No one likes to think about it, but malicious attacks by an insider and other insider threats are the cause of a significant number of healthcare data breaches. They can be from a disgruntled employee, a recently terminated member of the staff, or even someone who is being bribed to provide patient information. While they may be some of the hardest attacks to guard against, they are preventable. Here are a few steps to keep in mind,
Screen New Hires: One of the best prevention methods is to not hire someone who turns out to be a malicious employee in the first place. You may consider completing a background check on all new hires and even periodic checks on current staff members. While not an exact science, it may help to identify potential bad actors before they cause any damage;
Terminate Employees Immediately: Often when employees leave any organization there can be hard feelings which potentially leads to irrational decisions.
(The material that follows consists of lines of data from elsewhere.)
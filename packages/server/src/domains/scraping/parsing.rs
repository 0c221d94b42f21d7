//! Listing-page parsing: CSS selectors from a source's config turn raw HTML
//! into normalized job postings.

use anyhow::{anyhow, Context, Result};
use scraper::{ElementRef, Html, Selector};
use serde::{Deserialize, Serialize};
use std::collections::HashSet;
use typed_builder::TypedBuilder;
use url::Url;

/// Upper bound on pages followed through `nextPageSelector`
pub const MAX_PAGES_CAP: u32 = 50;

/// Per-source scraping configuration, stored as JSON text on the source.
///
/// Every key is optional; unknown keys are ignored.
#[derive(Debug, Clone, PartialEq, Serialize, Deserialize)]
#[serde(rename_all = "camelCase", default)]
pub struct SourceConfig {
    /// Matches one element per job posting
    pub listing_selector: String,
    /// Searched within each listing
    pub title_selector: String,
    pub link_selector: String,
    pub company_selector: Option<String>,
    pub location_selector: Option<String>,
    pub description_selector: Option<String>,
    /// Searched in the whole page for the link to the next listing page
    pub next_page_selector: Option<String>,
    pub max_pages: u32,
    /// Extra paths, relative to the base URL, fetched as listing pages
    pub paths: Vec<String>,
}

impl Default for SourceConfig {
    fn default() -> Self {
        Self {
            listing_selector: "article, .job, .job-listing, li.job".to_string(),
            title_selector: "h2, h3, .title, .job-title".to_string(),
            link_selector: "a[href]".to_string(),
            company_selector: None,
            location_selector: None,
            description_selector: None,
            next_page_selector: None,
            max_pages: 1,
            paths: Vec::new(),
        }
    }
}

impl SourceConfig {
    /// Parse stored config text; `None` or blank yields the defaults.
    pub fn from_stored(raw: Option<&str>) -> Result<Self> {
        match raw.map(str::trim) {
            None | Some("") => Ok(Self::default()),
            Some(raw) => serde_json::from_str(raw).context("Invalid source config"),
        }
    }

    /// Check every selector compiles.
    pub fn validate(&self) -> Result<()> {
        CompiledSelectors::compile(self).map(|_| ())
    }

    /// Pages to walk per starting URL, clamped to `1..=MAX_PAGES_CAP`.
    pub fn page_limit(&self) -> u32 {
        self.max_pages.clamp(1, MAX_PAGES_CAP)
    }
}

/// A normalized job posting found on a listing page
#[derive(Debug, Clone, PartialEq, Eq, TypedBuilder)]
pub struct JobPosting {
    #[builder(setter(into))]
    pub title: String,
    /// Absolute URL of the posting
    #[builder(setter(into))]
    pub url: String,
    #[builder(default)]
    pub company: Option<String>,
    #[builder(default)]
    pub location: Option<String>,
    /// Markdown
    #[builder(default)]
    pub description: Option<String>,
}

#[derive(Debug, Clone, Default)]
pub struct ParsedListing {
    pub postings: Vec<JobPosting>,
    pub next_page: Option<Url>,
}

struct CompiledSelectors {
    listing: Selector,
    title: Selector,
    link: Selector,
    company: Option<Selector>,
    location: Option<Selector>,
    description: Option<Selector>,
    next_page: Option<Selector>,
}

impl CompiledSelectors {
    fn compile(config: &SourceConfig) -> Result<Self> {
        Ok(Self {
            listing: compile("listingSelector", &config.listing_selector)?,
            title: compile("titleSelector", &config.title_selector)?,
            link: compile("linkSelector", &config.link_selector)?,
            company: compile_optional("companySelector", &config.company_selector)?,
            location: compile_optional("locationSelector", &config.location_selector)?,
            description: compile_optional("descriptionSelector", &config.description_selector)?,
            next_page: compile_optional("nextPageSelector", &config.next_page_selector)?,
        })
    }
}

fn compile(key: &str, selector: &str) -> Result<Selector> {
    Selector::parse(selector).map_err(|e| anyhow!("{} {:?} is not a valid selector: {:?}", key, selector, e))
}

fn compile_optional(key: &str, selector: &Option<String>) -> Result<Option<Selector>> {
    selector
        .as_deref()
        .filter(|s| !s.trim().is_empty())
        .map(|s| compile(key, s))
        .transpose()
}

/// Extract job postings from one listing page.
///
/// Relative links resolve against `page_url`. Listings without a title or a
/// usable http(s) link are skipped, and each posting URL appears once.
pub fn parse_listing(html: &str, page_url: &Url, config: &SourceConfig) -> Result<ParsedListing> {
    let selectors = CompiledSelectors::compile(config)?;
    let document = Html::parse_document(html);

    let mut seen = HashSet::new();
    let mut postings = Vec::new();

    for listing in document.select(&selectors.listing) {
        let Some(title) = first_text(&listing, &selectors.title) else {
            continue;
        };

        let href = listing
            .value()
            .attr("href")
            .or_else(|| listing.select(&selectors.link).find_map(|a| a.value().attr("href")));
        let Some(url) = href.and_then(|h| resolve(page_url, h)) else {
            continue;
        };

        if !seen.insert(url.to_string()) {
            continue;
        }

        let company = selectors
            .company
            .as_ref()
            .and_then(|s| first_text(&listing, s));
        let location = selectors
            .location
            .as_ref()
            .and_then(|s| first_text(&listing, s));
        let description = selectors
            .description
            .as_ref()
            .and_then(|s| listing.select(s).next())
            .map(|el| html_to_markdown(&el.inner_html()))
            .filter(|md| !md.trim().is_empty());

        postings.push(
            JobPosting::builder()
                .title(title)
                .url(url.to_string())
                .company(company)
                .location(location)
                .description(description)
                .build(),
        );
    }

    let next_page = selectors
        .next_page
        .as_ref()
        .and_then(|s| document.select(s).find_map(|el| el.value().attr("href")))
        .and_then(|href| resolve(page_url, href))
        .filter(|next| next != page_url);

    Ok(ParsedListing {
        postings,
        next_page,
    })
}

/// Resolve `href` against `base`, keeping http(s) only and dropping fragments.
fn resolve(base: &Url, href: &str) -> Option<Url> {
    let mut url = base.join(href.trim()).ok()?;
    if url.scheme() != "http" && url.scheme() != "https" {
        return None;
    }
    url.set_fragment(None);
    Some(url)
}

/// Whitespace-collapsed text of the first match, if non-empty.
fn first_text(scope: &ElementRef<'_>, selector: &Selector) -> Option<String> {
    scope
        .select(selector)
        .map(|el| el.text().collect::<Vec<_>>().join(" "))
        .map(|text| text.split_whitespace().collect::<Vec<_>>().join(" "))
        .find(|text| !text.is_empty())
}

fn html_to_markdown(html: &str) -> String {
    htmd::convert(html)
        .unwrap_or_else(|_| {
            // Fallback: strip tags and return plain text
            let fragment = Html::parse_fragment(html);
            fragment.root_element().text().collect::<String>()
        })
        .trim()
        .to_string()
}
To help guard against this, you should terminate all access to PHI immediately upon the employee leaving the organization. Any delay in terminating access can leave you susceptible to the whims of a disgruntled former employee;
Perform Regular Access Audits: Having a process in place to review logs of who within your organization is accessing PHI and what they are accessing can be a helpful tool in spotting a snooping employee. To truly be effective, the logs need to be reviewed on a consistent basis to identify an employee who is accessing PHI unnecessarily or to pick up suspicious patterns of access; and
Train Staff on Sanctions: Training should include information that outlines the sanctions that can be imposed (both by you, the employer, and the authorities) for malicious actions involving the access or disclosure of PHI.
Admittedly, guarding against insider threats is a challenge, but it is possible. If you implement reasonable protections then you can prevent or stop nefarious actions by your staff.